(Stored items)
'''

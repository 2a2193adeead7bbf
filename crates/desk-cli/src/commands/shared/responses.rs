use std::fmt::Write as _;

use serde::Serialize;

use desk_core::dates::format_display_date;
use desk_core::entities::Article;
use desk_core::enums::StatusFilter;
use desk_view::live_site::MASTHEAD;
use desk_view::{Preview, ViewPage};

use crate::output::Tabular;
use crate::output::table::render_table;

/// One row of the dashboard table.
#[derive(Debug, Serialize)]
pub struct ArticleRow {
    pub id: String,
    pub headline: String,
    pub author: String,
    pub date: String,
    pub published: bool,
    pub images: usize,
}

impl From<&Article> for ArticleRow {
    fn from(article: &Article) -> Self {
        Self {
            id: article.id.clone(),
            headline: article.headline.clone(),
            author: article.author.clone(),
            date: format_display_date(&article.publication_date),
            published: article.published,
            images: article.images.len(),
        }
    }
}

#[derive(Debug, Serialize)]
pub struct ListResponse {
    pub search: String,
    pub status: StatusFilter,
    pub items: Vec<ArticleRow>,
    pub page: usize,
    pub total_pages: usize,
    pub total_items: usize,
    pub range: String,
    pub has_prev: bool,
    pub has_next: bool,
}

impl ListResponse {
    pub fn new(search: &str, status: StatusFilter, view: &ViewPage<'_>) -> Self {
        Self {
            search: search.to_string(),
            status,
            items: view.items.iter().map(|a| ArticleRow::from(*a)).collect(),
            page: view.page,
            total_pages: view.total_pages,
            total_items: view.total_items,
            range: view.range_label(),
            has_prev: view.has_prev(),
            has_next: view.has_next(),
        }
    }
}

impl Tabular for ListResponse {
    fn to_table(&self, max_width: Option<usize>) -> String {
        if self.items.is_empty() {
            return format!("(no articles)\n{}", self.range);
        }

        let rows: Vec<Vec<String>> = self
            .items
            .iter()
            .map(|row| {
                vec![
                    row.id.clone(),
                    row.headline.clone(),
                    row.author.clone(),
                    row.date.clone(),
                    if row.published { "yes" } else { "no" }.to_string(),
                ]
            })
            .collect();
        let table = render_table(
            &["id", "headline", "author", "date", "published"],
            &rows,
            max_width,
        );

        let prev = if self.has_prev { "< prev" } else { "" };
        let next = if self.has_next { "next >" } else { "" };
        format!(
            "{table}\n\n{}  page {}/{}  {prev} {next}",
            self.range,
            self.page,
            self.total_pages.max(1)
        )
        .trim_end()
        .to_string()
    }
}

/// A whole article, as stored.
#[derive(Debug, Serialize)]
#[serde(transparent)]
pub struct ArticleResponse(pub Article);

impl Tabular for ArticleResponse {
    fn to_table(&self, max_width: Option<usize>) -> String {
        let article = &self.0;
        let images = article
            .images
            .iter()
            .map(|image| format!("{} ({})", image.name, image.size_label()))
            .collect::<Vec<_>>()
            .join(", ");

        let rows = vec![
            vec!["id".to_string(), article.id.clone()],
            vec!["headline".to_string(), article.headline.clone()],
            vec!["author".to_string(), article.author.clone()],
            vec!["date".to_string(), article.publication_date.clone()],
            vec!["published".to_string(), article.published.to_string()],
            vec!["images".to_string(), images],
            vec!["body".to_string(), article.body.clone()],
        ];
        render_table(&["field", "value"], &rows, max_width)
    }
}

/// Outcome of a row action on the dashboard.
#[derive(Debug, Serialize)]
pub struct MutationResponse {
    pub action: &'static str,
    pub id: String,
    /// False when no article had this id.
    pub applied: bool,
}

impl Tabular for MutationResponse {
    fn to_table(&self, _max_width: Option<usize>) -> String {
        if self.applied {
            format!("{} {}: done", self.action, self.id)
        } else {
            format!("{} {}: no such article", self.action, self.id)
        }
    }
}

#[derive(Debug, Serialize)]
#[serde(tag = "status", rename_all = "snake_case")]
pub enum PreviewResponse {
    NotFound {
        id: String,
    },
    Found {
        masthead: &'static str,
        date: String,
        headline: String,
        byline: String,
        image: Option<String>,
        carousel: bool,
        body: String,
    },
}

impl From<Preview<'_>> for PreviewResponse {
    fn from(preview: Preview<'_>) -> Self {
        match preview {
            Preview::NotFound { id } => Self::NotFound { id: id.to_string() },
            Preview::Article(article) => Self::Found {
                masthead: MASTHEAD,
                date: article.date,
                headline: article.headline.to_string(),
                byline: article.byline,
                image: article.image.map(|image| image.name.clone()),
                carousel: article.show_carousel_controls,
                body: article.body.to_string(),
            },
        }
    }
}

impl Tabular for PreviewResponse {
    fn to_table(&self, _max_width: Option<usize>) -> String {
        match self {
            Self::NotFound { .. } => "Article not found.".to_string(),
            Self::Found {
                masthead,
                date,
                headline,
                byline,
                image,
                carousel,
                body,
            } => {
                let mut out = format!("{masthead}\n\n{date}\n\n{headline}\n{byline}\n");
                if let Some(image) = image {
                    let _ = write!(out, "\n[image: {image}]");
                    if *carousel {
                        out.push_str("  < back | next >");
                    }
                    out.push('\n');
                }
                let _ = write!(out, "\n{body}");
                out
            }
        }
    }
}
//! Configuration error types.

use thiserror::Error;

#[derive(Debug, Error)]
pub enum ConfigError {
    /// Figment extraction or merge error.
    #[error("Configuration error: {0}")]
    Figment(#[from] figment::Error),

    /// No usable storage directory could be determined.
    #[error("No storage directory configured and no platform data directory available")]
    NoStorageDir,

    /// A configuration field has an invalid value.
    #[error("Invalid configuration value for '{field}': {reason}")]
    InvalidValue { field: String, reason: String },
}

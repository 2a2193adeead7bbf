//! The article store: single source of truth for the collection.
//!
//! Every mutation follows the same protocol:
//! 1. Build the next collection from the current snapshot
//! 2. Persist the whole collection under the store key
//! 3. Swap the in-memory snapshot
//! 4. Notify listeners
//!
//! A failed write stops at step 2, so memory and storage both keep the
//! previous snapshot.

use std::sync::Arc;

use desk_core::entities::{Article, ArticleFields};
use desk_core::ids::new_article_id;
use desk_core::seed::sample_articles;
use desk_core::updates::ArticleUpdate;

use crate::error::StoreError;
use crate::keyed::{KeyedStore, load_or, save};
use crate::ops::ArticleOps;

/// Called with the new snapshot after each applied mutation.
pub type Listener = Box<dyn FnMut(&[Article])>;

/// Receives navigation requests for the live-site preview.
pub type Navigator = Box<dyn FnMut(&str)>;

/// Handle returned by [`ArticleStore::subscribe`].
#[derive(Debug, Clone, Copy, PartialEq, Eq, Hash)]
pub struct SubscriptionId(u64);

pub struct ArticleStore<S: KeyedStore> {
    backend: S,
    key: String,
    articles: Arc<Vec<Article>>,
    listeners: Vec<(SubscriptionId, Listener)>,
    next_subscription: u64,
    navigator: Option<Navigator>,
}

impl<S: KeyedStore> ArticleStore<S> {
    /// Load the collection stored under `key`.
    ///
    /// An absent or unreadable value seeds the store with the sample articles;
    /// nothing is written until the first mutation.
    pub fn open(backend: S, key: impl Into<String>) -> Self {
        let key = key.into();
        let articles: Vec<Article> = load_or(&backend, &key, || {
            tracing::info!(key = %key, "seeding article store with sample articles");
            sample_articles()
        });
        tracing::debug!(key = %key, count = articles.len(), "article store opened");

        Self {
            backend,
            key,
            articles: Arc::new(articles),
            listeners: Vec::new(),
            next_subscription: 0,
            navigator: None,
        }
    }

    /// A cheap shared handle to the current collection.
    ///
    /// The snapshot never changes after it is taken; later mutations replace
    /// the store's snapshot rather than editing it.
    #[must_use]
    pub fn snapshot(&self) -> Arc<Vec<Article>> {
        Arc::clone(&self.articles)
    }

    /// Register a listener for applied mutations.
    pub fn subscribe(&mut self, listener: impl FnMut(&[Article]) + 'static) -> SubscriptionId {
        let id = SubscriptionId(self.next_subscription);
        self.next_subscription += 1;
        self.listeners.push((id, Box::new(listener)));
        id
    }

    /// Remove a listener. Returns whether it was registered.
    pub fn unsubscribe(&mut self, id: SubscriptionId) -> bool {
        let before = self.listeners.len();
        self.listeners.retain(|(sid, _)| *sid != id);
        self.listeners.len() != before
    }

    /// Install the callback that receives [`ArticleOps::goto_article`] requests.
    pub fn set_navigator(&mut self, navigator: impl FnMut(&str) + 'static) {
        self.navigator = Some(Box::new(navigator));
    }

    #[must_use]
    pub fn key(&self) -> &str {
        &self.key
    }

    #[must_use]
    pub const fn backend(&self) -> &S {
        &self.backend
    }

    pub const fn backend_mut(&mut self) -> &mut S {
        &mut self.backend
    }

    fn position(&self, id: &str) -> Option<usize> {
        self.articles.iter().position(|a| a.id == id)
    }

    fn commit(&mut self, next: Vec<Article>, op: &'static str, id: &str) -> Result<(), StoreError> {
        save(&mut self.backend, &self.key, &next)?;
        self.articles = Arc::new(next);
        tracing::debug!(op, id, count = self.articles.len(), "article mutation applied");

        let snapshot = Arc::clone(&self.articles);
        for (_, listener) in &mut self.listeners {
            listener(&snapshot);
        }
        Ok(())
    }

    fn modify(
        &mut self,
        id: &str,
        op: &'static str,
        change: impl FnOnce(&mut Article),
    ) -> Result<bool, StoreError> {
        let Some(idx) = self.position(id) else {
            tracing::debug!(op, id, "ignoring mutation on unknown article");
            return Ok(false);
        };
        let mut next = self.articles.as_ref().clone();
        change(&mut next[idx]);
        self.commit(next, op, id)?;
        Ok(true)
    }
}

impl<S: KeyedStore> ArticleOps for ArticleStore<S> {
    fn articles(&self) -> &[Article] {
        &self.articles
    }

    fn add(&mut self, fields: ArticleFields) -> Result<Article, StoreError> {
        let article = Article::from_fields(new_article_id(), fields);

        let mut next = Vec::with_capacity(self.articles.len() + 1);
        next.push(article.clone());
        next.extend(self.articles.iter().cloned());

        self.commit(next, "add", &article.id)?;
        Ok(article)
    }

    fn update(&mut self, id: &str, update: &ArticleUpdate) -> Result<bool, StoreError> {
        self.modify(id, "update", |article| update.apply_to(article))
    }

    fn delete(&mut self, id: &str) -> Result<bool, StoreError> {
        let Some(idx) = self.position(id) else {
            tracing::debug!(op = "delete", id, "ignoring mutation on unknown article");
            return Ok(false);
        };
        let mut next = self.articles.as_ref().clone();
        next.remove(idx);
        self.commit(next, "delete", id)?;
        Ok(true)
    }

    fn toggle_publish(&mut self, id: &str) -> Result<bool, StoreError> {
        self.modify(id, "toggle_publish", |article| {
            article.published = !article.published;
        })
    }

    fn goto_article(&mut self, id: &str) {
        match self.navigator.as_mut() {
            Some(navigate) => navigate(id),
            None => tracing::debug!(id, "no navigator installed, dropping goto request"),
        }
    }
}
//! File-backed keyed store tests.

use pretty_assertions::assert_eq;
use tempfile::TempDir;

use desk_core::entities::ArticleFields;
use desk_core::seed::ARTICLES_KEY;
use desk_store::{ArticleOps, ArticleStore, FileKeyedStore, KeyedStore, StoreError};

#[test]
fn absent_key_reads_none() {
    let dir = TempDir::new().unwrap();
    let store = FileKeyedStore::open(dir.path()).unwrap();
    assert!(store.read_raw("missing").unwrap().is_none());
}

#[test]
fn write_creates_one_file_per_key() {
    let dir = TempDir::new().unwrap();
    let mut store = FileKeyedStore::open(dir.path()).unwrap();

    store.write_raw("alpha", "[1]").unwrap();
    store.write_raw("alpha", "[2]").unwrap();

    let contents = std::fs::read_to_string(dir.path().join("alpha.json")).unwrap();
    assert_eq!(contents, "[2]");

    let json_files = std::fs::read_dir(dir.path())
        .unwrap()
        .filter_map(Result::ok)
        .filter(|e| e.path().extension().is_some_and(|x| x == "json"))
        .count();
    assert_eq!(json_files, 1, "temp files must not linger as .json");
}

#[test]
fn creates_missing_directory() {
    let dir = TempDir::new().unwrap();
    let nested = dir.path().join("a").join("b");
    let mut store = FileKeyedStore::open(&nested).unwrap();
    store.write_raw("k", "true").unwrap();
    assert!(nested.join("k.json").exists());
}

#[test]
fn rejects_path_like_keys() {
    let dir = TempDir::new().unwrap();
    let mut store = FileKeyedStore::open(dir.path()).unwrap();
    for key in ["", "../escape", "a/b", ".hidden"] {
        assert!(
            matches!(store.write_raw(key, "1"), Err(StoreError::InvalidKey(_))),
            "key {key:?} should be rejected"
        );
    }
}

#[test]
fn article_store_survives_reopen_on_disk() {
    let dir = TempDir::new().unwrap();

    let created = {
        let backend = FileKeyedStore::open(dir.path()).unwrap();
        let mut store = ArticleStore::open(backend, ARTICLES_KEY);
        store.delete("2").unwrap();
        store
            .add(ArticleFields {
                headline: "Persisted".into(),
                author: "Writer".into(),
                body: "On disk".into(),
                publication_date: "2025-07-01".into(),
                published: true,
                images: vec![],
            })
            .unwrap()
    };

    let backend = FileKeyedStore::open(dir.path()).unwrap();
    let store = ArticleStore::open(backend, ARTICLES_KEY);
    let ids: Vec<_> = store.articles().iter().map(|a| a.id.as_str()).collect();
    assert_eq!(ids, [created.id.as_str(), "1", "3"]);
}

#[test]
fn corrupt_file_falls_back_to_samples() {
    let dir = TempDir::new().unwrap();
    std::fs::write(dir.path().join(format!("{ARTICLES_KEY}.json")), "{oops").unwrap();

    let store = ArticleStore::open(FileKeyedStore::open(dir.path()).unwrap(), ARTICLES_KEY);
    assert_eq!(store.articles().len(), 3);
}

'''

* _Required work_: Copy the stretch of the records above that runs from the line with "pub fn unsubscribe(&mut" through the line with "pub fn set_navigator(&mut". Both end lines belong in the copy, and nothing else does.

* _Solution to this problem_:
    pub fn unsubscribe(&mut self, id: SubscriptionId) -> bool {
        let before = self.listeners.len();
        self.listeners.retain(|(sid, _)| *sid != id);
        self.listeners.len() != before
    }

    /// Install the callback that receives [`ArticleOps::goto_article`] requests.
    pub fn set_navigator(&mut self, navigator: impl FnMut(&str) + 'static) {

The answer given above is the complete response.